夜凌的話讓白玉珠眼中帶著一抹驚愕,至少從前的夜凌從來不會說出這樣的話,今天他似乎有些反常,然而,就算反常他的話也的確說的很是事實,自己答應幫風夜寒一把,主要也是為了自己的利益,雖然這樣的做法和從前自己做風夜寒的擋箭牌一樣,奈何,她就算不幫風夜寒也是被所有人仇視,這又有何區別呢。
“這點不用你擔心,我自有主意。”稍許,她直視著夜凌言道,而心頭也驚訝了下,忽然發現自己在不知不覺之中被夜凌轉移了話題,讓她面帶一抹無奈,她看著他言道:“你還沒跟我說你到底知道了些什麼,你跟我說實話。”
“我能知道些什麼?我每天除了為你配藥之外並不過問任何事情。”夜凌稍稍驚訝了下,後語氣很平靜的看著白玉珠回應著她。
“如果你不知道任何事情,那你忽然在花園說出這樣的話,那就說明你一定知道了一些我所不知道的事情,至少你雖然和蕭王他們不是一路的,但是多少還是會知道他們的一些事情吧。”白玉珠很認真的問著夜凌。
其實,從前她也這麼問過夜凌,怎奈夜凌是不會告訴關於蕭王的任何事情,這次不知道能不能問得出。
“我不知道任何事情,我告訴你的話是身為醫治你的人應該告訴你的事情,除了你自己,你本來就不該相信任何人,這人心隔肚皮你完全料不到任何人是敵是友。

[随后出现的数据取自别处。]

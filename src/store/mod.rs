//! Persistence layer: keyed blob store backends and the typed job collection.

pub mod jobs;
pub mod libsql_backend;
pub mod memory;
pub mod migrations;
pub mod traits;

pub use jobs::JobStore;
pub use libsql_backend::LibSqlBlobStore;
pub use memory::MemoryBlobStore;
pub use traits::BlobStore;
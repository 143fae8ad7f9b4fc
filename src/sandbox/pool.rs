//! Pool of isolated execution units.
//!
//! Each unit is its own tokio task with a private inbox. Units share nothing
//! with the coordinator: a task goes in as a [`TaskMessage`], the answer
//! comes back on the shared results channel as a [`ResultMessage`].

use std::time::Duration;

use futures::future::join_all;
use rand::Rng;
use serde::{Deserialize, Serialize};
use serde_json::Value;
use tokio::sync::mpsc;
use tokio::task::JoinHandle;
use tracing::{debug, info, warn};

use crate::error::SandboxError;
use crate::jobs::model::TaskPayload;
use crate::sandbox::transform::{error_value, transform};

/// Inbox capacity per unit.
const UNIT_INBOX_CAPACITY: usize = 4;

/// Coordinator → unit.
#[derive(Debug, Clone, PartialEq, Serialize, Deserialize)]
#[serde(rename_all = "camelCase")]
pub struct TaskMessage {
    pub job_id: String,
    pub task_id: String,
    pub payload: TaskPayload,
}

/// Unit → coordinator. `result` may carry a captured unit error.
#[derive(Debug, Clone, PartialEq, Serialize, Deserialize)]
#[serde(rename_all = "camelCase")]
pub struct ResultMessage {
    pub job_id: String,
    pub task_id: String,
    pub result: Value,
}

/// Bounds of the artificial per-task delay.
#[derive(Debug, Clone, Copy, PartialEq, Eq)]
pub struct LatencyRange {
    pub min: Duration,
    pub max: Duration,
}

impl LatencyRange {
    pub fn new(min: Duration, max: Duration) -> Self {
        if min <= max {
            Self { min, max }
        } else {
            Self { min: max, max: min }
        }
    }

    /// No artificial delay.
    pub fn none() -> Self {
        Self::new(Duration::ZERO, Duration::ZERO)
    }

    /// Draw a delay uniformly from the range.
    pub fn sample(&self) -> Duration {
        let min = self.min.as_millis() as u64;
        let max = self.max.as_millis() as u64;
        if min == max {
            return self.min;
        }
        Duration::from_millis(rand::thread_rng().gen_range(min..=max))
    }
}

struct Unit {
    inbox: mpsc::Sender<TaskMessage>,
    handle: JoinHandle<()>,
}

/// A running pool of execution units.
pub struct SandboxPool {
    units: Vec<Unit>,
}

impl SandboxPool {
    /// Start `size` units (at least one) reporting to `results`.
    pub fn start(
        size: usize,
        latency: LatencyRange,
        results: mpsc::UnboundedSender<ResultMessage>,
    ) -> Self {
        let units: Vec<Unit> = (0..size.max(1))
            .map(|slot| {
                let (inbox, rx) = mpsc::channel(UNIT_INBOX_CAPACITY);
                let handle = tokio::spawn(run_unit(slot, rx, results.clone(), latency));
                Unit { inbox, handle }
            })
            .collect();

        info!(units = units.len(), "Execution pool started");
        Self { units }
    }

    pub fn size(&self) -> usize {
        self.units.len()
    }

    /// Hand a task to the unit behind `slot`.
    pub fn submit(&self, slot: usize, task: TaskMessage) -> Result<(), SandboxError> {
        let unit = self.units.get(slot).ok_or(SandboxError::NoSuchUnit {
            slot,
            size: self.units.len(),
        })?;
        unit.inbox.try_send(task).map_err(|e| match e {
            mpsc::error::TrySendError::Full(_) => SandboxError::UnitBusy { slot },
            mpsc::error::TrySendError::Closed(_) => SandboxError::UnitUnavailable { slot },
        })
    }

    /// Stop every unit. In-flight tasks are dropped without producing results.
    pub async fn shutdown(self) {
        for unit in &self.units {
            unit.handle.abort();
        }
        let handles = self.units.into_iter().map(|u| u.handle);
        for outcome in join_all(handles).await {
            if let Err(e) = outcome {
                if !e.is_cancelled() {
                    warn!(error = %e, "Execution unit ended abnormally");
                }
            }
        }
        info!("Execution pool stopped");
    }
}

async fn run_unit(
    slot: usize,
    mut inbox: mpsc::Receiver<TaskMessage>,
    results: mpsc::UnboundedSender<ResultMessage>,
    latency: LatencyRange,
) {
    while let Some(task) = inbox.recv().await {
        let TaskMessage {
            job_id,
            task_id,
            payload,
        } = task;

        let result = match tokio::task::spawn_blocking(move || transform(&payload)).await {
            Ok(value) => value,
            Err(e) => error_value(format!("transform aborted: {e}")),
        };

        tokio::time::sleep(latency.sample()).await;
        debug!(slot, task_id = %task_id, "Unit finished task");

        if results
            .send(ResultMessage {
                job_id,
                task_id,
                result,
            })
            .is_err()
        {
            break;
        }
    }
}

#[cfg(test)]
mod tests {
    use super::*;
    use serde_json::json;

    fn task(n: usize) -> TaskMessage {
        TaskMessage {
            job_id: "job_1".to_string(),
            task_id: format!("job_1::task::{n}"),
            payload: TaskPayload::Items(vec![json!(n), json!(2)]),
        }
    }

    #[test]
    fn latency_range_orders_bounds() {
        let range = LatencyRange::new(Duration::from_millis(50), Duration::from_millis(10));
        assert_eq!(range.min, Duration::from_millis(10));
        for _ in 0..50 {
            let d = range.sample();
            assert!(d >= Duration::from_millis(10) && d <= Duration::from_millis(50));
        }
        assert_eq!(LatencyRange::none().sample(), Duration::ZERO);
    }

    #[tokio::test]
    async fn unit_returns_result_for_same_task() {
        let (tx, mut rx) = mpsc::unbounded_channel();
        let pool = SandboxPool::start(2, LatencyRange::none(), tx);
        assert_eq!(pool.size(), 2);

        pool.submit(1, task(3)).unwrap();
        let msg = tokio::time::timeout(Duration::from_secs(5), rx.recv())
            .await
            .unwrap()
            .unwrap();
        assert_eq!(msg.job_id, "job_1");
        assert_eq!(msg.task_id, "job_1::task::3");
        assert_eq!(msg.result, json!([9, 4]));

        pool.shutdown().await;
    }

    #[tokio::test]
    async fn submit_to_missing_unit_fails() {
        let (tx, _rx) = mpsc::unbounded_channel();
        let pool = SandboxPool::start(1, LatencyRange::none(), tx);
        assert!(matches!(
            pool.submit(4, task(0)),
            Err(SandboxError::NoSuchUnit { slot: 4, size: 1 })
        ));
        pool.shutdown().await;
    }

    #[tokio::test]
    async fn shutdown_discards_in_flight_results() {
        let (tx, mut rx) = mpsc::unbounded_channel();
        let latency = LatencyRange::new(Duration::from_secs(30), Duration::from_secs(30));
        let pool = SandboxPool::start(1, latency, tx);
        pool.submit(0, task(1)).unwrap();
        pool.shutdown().await;
        assert!(rx.recv().await.is_none());
    }
}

”夜凌平淡的看著白玉珠言道。
白玉珠雖然想反駁夜凌,可是她知道他說的句句屬實,曾經她是多麼的相信風夜寒卻慘遭他冷酷無情的背叛,她那麼的相信太多人,卻不過鏡花水月一場空罷了。
“罷了,不管你知道些什麼,這次也多虧了你讓我明白很多事情。”她看著夜凌輕聲地說著。
夜凌隔著面紗一雙紅寶石的眼眸帶著複雜的看著白玉珠一會,他開口道:“我不建議你幫太子風夜寒,原因就是你現在小腹已經隆起,又加上你身體如此虛弱經不起半點折騰,就算出門散散步都隨時都有可能滑胎,我這不是危言聳聽,因為我完全沒有把握真正能夠保住你。”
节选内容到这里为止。